Mutation of site 1 produced a −4.5 kcal/mol loss of binding energy for the GluR6Δ2F58A homodimer, but only a −2.9 kcal/mol loss for the GluR6Δ2F58A/KA2Y57A heterodimer, with equal contributions by the F58A and Y57A mutants, of −1.4 and −1.5 kcal/mol, respectively

(Table S1). The excess total dimerization energy, totaling 3.1 kcal/mol, must come from other sites in the heterodimer interface. The mutation E156A produced a loss of only −0.43 kcal/mol; for L163A the loss was −1.31 kcal/mol. The S165G/T168A double mutant produced a loss of binding energy of −1.74 kcal/mol. Strikingly, Ser165 and Thr168 do not make contacts with the GluR6 subunit, and instead merely serve to stabilize the loop conformation which positions Leu163 and Ile164 in the dimer interface. To examine whether the binding Pexidartinib order mechanism for heterodimer formation was an additive Buparlisib or cooperative process we performed a mutant cycle analysis looking at interactions between sites in domains R1 and R2 with both the GluR6Δ2 and GluR6Δ2F58A mutant used as heterodimer partners. Mutant cycles were calculated as shown in Figure 5B, where coupling coefficients (Ω) greater than one indicate positive cooperativity (Carter

et al., 1984 and Hidalgo and MacKinnon, 1995). The analysis yielded coupling coefficients (Ω values) of only 0.8–1.7 and reveals clearly that heterodimer assembly is an additive process with little cooperativity between domains R1 and R2 (Supplemental Experimental Procedures).

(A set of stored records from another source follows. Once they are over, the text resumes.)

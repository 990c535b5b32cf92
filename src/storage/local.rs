//! Local filesystem checkpoint store.
//!
//! The checkpoint is a one-line text file. Writes go to a sibling temp file
//! that is renamed over the target, so a concurrent reader sees either the
//! old or the new value.

use std::path::{Path, PathBuf};

use async_trait::async_trait;
use tokio::io::AsyncWriteExt;

use crate::error::{AppError, Result};
use crate::models::Checkpoint;
use crate::storage::CheckpointStore;

/// File-backed checkpoint store.
#[derive(Debug, Clone)]
pub struct LocalCheckpointStore {
    path: PathBuf,
}

impl LocalCheckpointStore {
    /// Create a store backed by the given file. The file need not exist.
    pub fn new(path: impl Into<PathBuf>) -> Self {
        Self { path: path.into() }
    }

    pub fn path(&self) -> &Path {
        &self.path
    }

    /// Ensure parent directory exists.
    async fn ensure_dir(&self) -> Result<()> {
        if let Some(parent) = self.path.parent() {
            if !parent.as_os_str().is_empty() {
                tokio::fs::create_dir_all(parent).await?;
            }
        }
        Ok(())
    }

    /// Write bytes atomically (write to temp, then rename).
    async fn write_bytes(&self, bytes: &[u8]) -> Result<()> {
        self.ensure_dir().await?;

        let mut tmp_name = self.path.as_os_str().to_owned();
        tmp_name.push(".tmp");
        let tmp = PathBuf::from(tmp_name);

        let mut file = tokio::fs::File::create(&tmp).await?;
        file.write_all(bytes).await?;
        file.flush().await?;
        file.sync_all().await?;
        drop(file);

        tokio::fs::rename(&tmp, &self.path).await?;
        Ok(())
    }

    /// Read the file as text, returning None if it doesn't exist.
    async fn read_text(&self) -> Result<Option<String>> {
        match tokio::fs::read_to_string(&self.path).await {
            Ok(text) => Ok(Some(text)),
            Err(e) if e.kind() == std::io::ErrorKind::NotFound => Ok(None),
            Err(e) => Err(AppError::Io(e)),
        }
    }
}

#[async_trait]
impl CheckpointStore for LocalCheckpointStore {
    async fn read(&self) -> Result<Option<Checkpoint>> {
        match self.read_text().await? {
            Some(text) => Checkpoint::parse(&text).map(Some).map_err(|e| {
                log::error!("Unreadable checkpoint in {}", self.path.display());
                e
            }),
            None => Ok(None),
        }
    }

    async fn save(&self, checkpoint: &Checkpoint) -> Result<()> {
        self.write_bytes(checkpoint.format().as_bytes()).await?;
        log::debug!("Checkpoint {} written to {}", checkpoint, self.path.display());
        Ok(())
    }
}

Sodium butyrate The much larger disruption of heterodimer assembly observed for the I164A mutant likely reflects conformational changes resulting from destabilization of the hydrophobic patch formed by the loop rearrangement in the KA2 subunit. Of note, amino acid sequence alignments (Figure 5C) reveal that in other iGluR subunits Ile164 is replaced by charged or polar residues, consistent with a unique role for Ile164 in mediating heterodimer assembly for KA1 and KA2. This alignment also reveals exchange of Glu167 (Asp165 in KA1) by Trp/Ile/Leu in other iGluR subunits (Figure 5C). The residues exchanged are in a flexible loop region connecting helix F and strand 7, the conformation of which differs in individual iGluR families. In GluR1–4 and GluR5–7 the Trp/Ile/Leu residues form part of the hydrophobic core of domain 2, while in the KA2 subunit the polar residues are surface exposed, and make intersubunit contacts in the heterodimer assembly. In the KA1 and KA2 subunits, Phe160/162 fills the space in the hydrophobic core which in other iGluR subunits is occupied by the Trp/Ile/Leu residues which align with Asp165/Glu167 in KA1 and KA2. At the corresponding position in the AMPA receptors and GluR5–7 the Phe residue is replaced by smaller Ala or Pro side chains. In order to elucidate the structure of the GluR6/KA2 ATD tetramer, we crystallized a complex of wt GluR6 and KA2.